O governador de Santa Catarina, Jorginho Mello (PL), manifestou-se neste domingo (4) sobre a captura do presidente da Venezuela, Nicolás Maduro, em meio a uma ofensiva anunciada pelos Estados Unidos contra o regime venezuelano. Em publicação nas redes sociais, o chefe do Executivo catarinense criticou o governo de Maduro, citando perseguições políticas, uso do Judiciário e fraudes eleitorais como marcas do regime.

Na postagem, Jorginho afirmou: “Doze anos no poder. Quebrou o país. Perseguiu adversários através do Judiciário para dar verniz de legalidade aos próprios abusos. Fraudou eleições. Teve o fim que merecia. Falo de Maduro…”. A declaração foi feita poucas horas após a divulgação internacional de que forças americanas teriam capturado o líder venezuelano.

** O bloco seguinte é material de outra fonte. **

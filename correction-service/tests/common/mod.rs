#![allow(dead_code)]

use axum::body::Body;
use axum::http::{Request, Response};
use axum::Router;
use correction_service::config::{CorrectionConfig, LimitsConfig, MistralSettings, SecurityConfig};
use correction_service::services::providers::mock::MockProvider;
use correction_service::startup::{build_router, AppState};
use service_core::config::Config as CoreConfig;
use std::sync::Arc;
use tower::util::ServiceExt;

pub const TEST_HEALTH_TOKEN: &str = "test-health-token";
pub const MULTIPART_BOUNDARY: &str = "correction-test-boundary";

pub fn test_config() -> CorrectionConfig {
    CorrectionConfig {
        common: CoreConfig { port: 0 },
        debug: false,
        security: SecurityConfig {
            health_check_token: TEST_HEALTH_TOKEN.to_string(),
            cors_origins: vec!["*".to_string()],
            allowed_hosts: vec!["*".to_string()],
        },
        mistral: MistralSettings {
            api_key: "test-key".to_string(),
            api_url: "http://127.0.0.1:9".to_string(),
            model: "mistral-test".to_string(),
            timeout_secs: 5,
        },
        limits: LimitsConfig {
            upload_max_bytes: 1024 * 1024,
            rate_limit_requests: 1000,
            rate_limit_window_secs: 60,
            trust_proxy: false,
        },
    }
}

pub struct TestApp {
    pub router: Router,
    pub provider: MockProvider,
}

impl TestApp {
    pub fn new(reply: &str) -> Self {
        Self::with_config(test_config(), MockProvider::new(reply))
    }

    pub fn with_config(config: CorrectionConfig, provider: MockProvider) -> Self {
        let state = AppState::new(config, Arc::new(provider.clone()));
        Self {
            router: build_router(state),
            provider,
        }
    }

    pub async fn send(&self, request: Request<Body>) -> Response<Body> {
        self.router
            .clone()
            .oneshot(request)
            .await
            .expect("router failed to respond")
    }

    pub async fn post_json(&self, uri: &str, body: serde_json::Value) -> Response<Body> {
        self.send(
            Request::builder()
                .method("POST")
                .uri(uri)
                .header("content-type", "application/json")
                .body(Body::from(body.to_string()))
                .unwrap(),
        )
        .await
    }
}

pub async fn json_body(response: Response<Body>) -> serde_json::Value {
    let bytes = axum::body::to_bytes(response.into_body(), usize::MAX)
        .await
        .expect("Failed to read body");
    serde_json::from_slice(&bytes).expect("Failed to parse JSON")
}

/// Multipart body with an optional file part and an optional document_type part.
pub fn multipart_body(file: Option<(&str, &[u8])>, document_type: Option<&str>) -> Vec<u8> {
    let mut body = Vec::new();
    if let Some(document_type) = document_type {
        body.extend_from_slice(
            format!(
                "--{b}\r\nContent-Disposition: form-data; name=\"document_type\"\r\n\r\n{v}\r\n",
                b = MULTIPART_BOUNDARY,
                v = document_type
            )
            .as_bytes(),
        );
    }
    if let Some((filename, data)) = file {
        body.extend_from_slice(
            format!(
                "--{b}\r\nContent-Disposition: form-data; name=\"file\"; filename=\"{f}\"\r\nContent-Type: application/pdf\r\n\r\n",
                b = MULTIPART_BOUNDARY,
                f = filename
            )
            .as_bytes(),
        );
        body.extend_from_slice(data);
        body.extend_from_slice(b"\r\n");
    }
    body.extend_from_slice(format!("--{}--\r\n", MULTIPART_BOUNDARY).as_bytes());
    body
}

pub fn upload_request(body: Vec<u8>) -> Request<Body> {
    Request::builder()
        .method("POST")
        .uri("/upload/document")
        .header(
            "content-type",
            format!("multipart/form-data; boundary={}", MULTIPART_BOUNDARY),
        )
        .body(Body::from(body))
        .unwrap()
}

A reação ocorre em um contexto de forte impacto social e migratório provocado pela crise venezuelana. Segundo dados do IBGE, entre 2010 e 2022, cerca de 272 mil venezuelanos migraram para o Brasil, sendo que 24.797 escolheram Santa Catarina como destino. Levantamento mais recente da Unicamp, com base em registros da Polícia Federal, indica que aproximadamente 48,7 mil venezuelanos chegaram ao estado nos últimos seis anos, impulsionados pela instabilidade econômica, política e social no país de origem.

A Venezuela vive, há quase três décadas, sob governos que se apresentam como democráticos, mas que, na prática, são apontados por organismos internacionais e lideranças políticas como regimes autoritários. A crise econômica prolongada, a escassez de alimentos, o colapso de serviços públicos e a repressão política levaram milhões de cidadãos a buscar refúgio em outros países da América do Sul, especialmente no Brasil.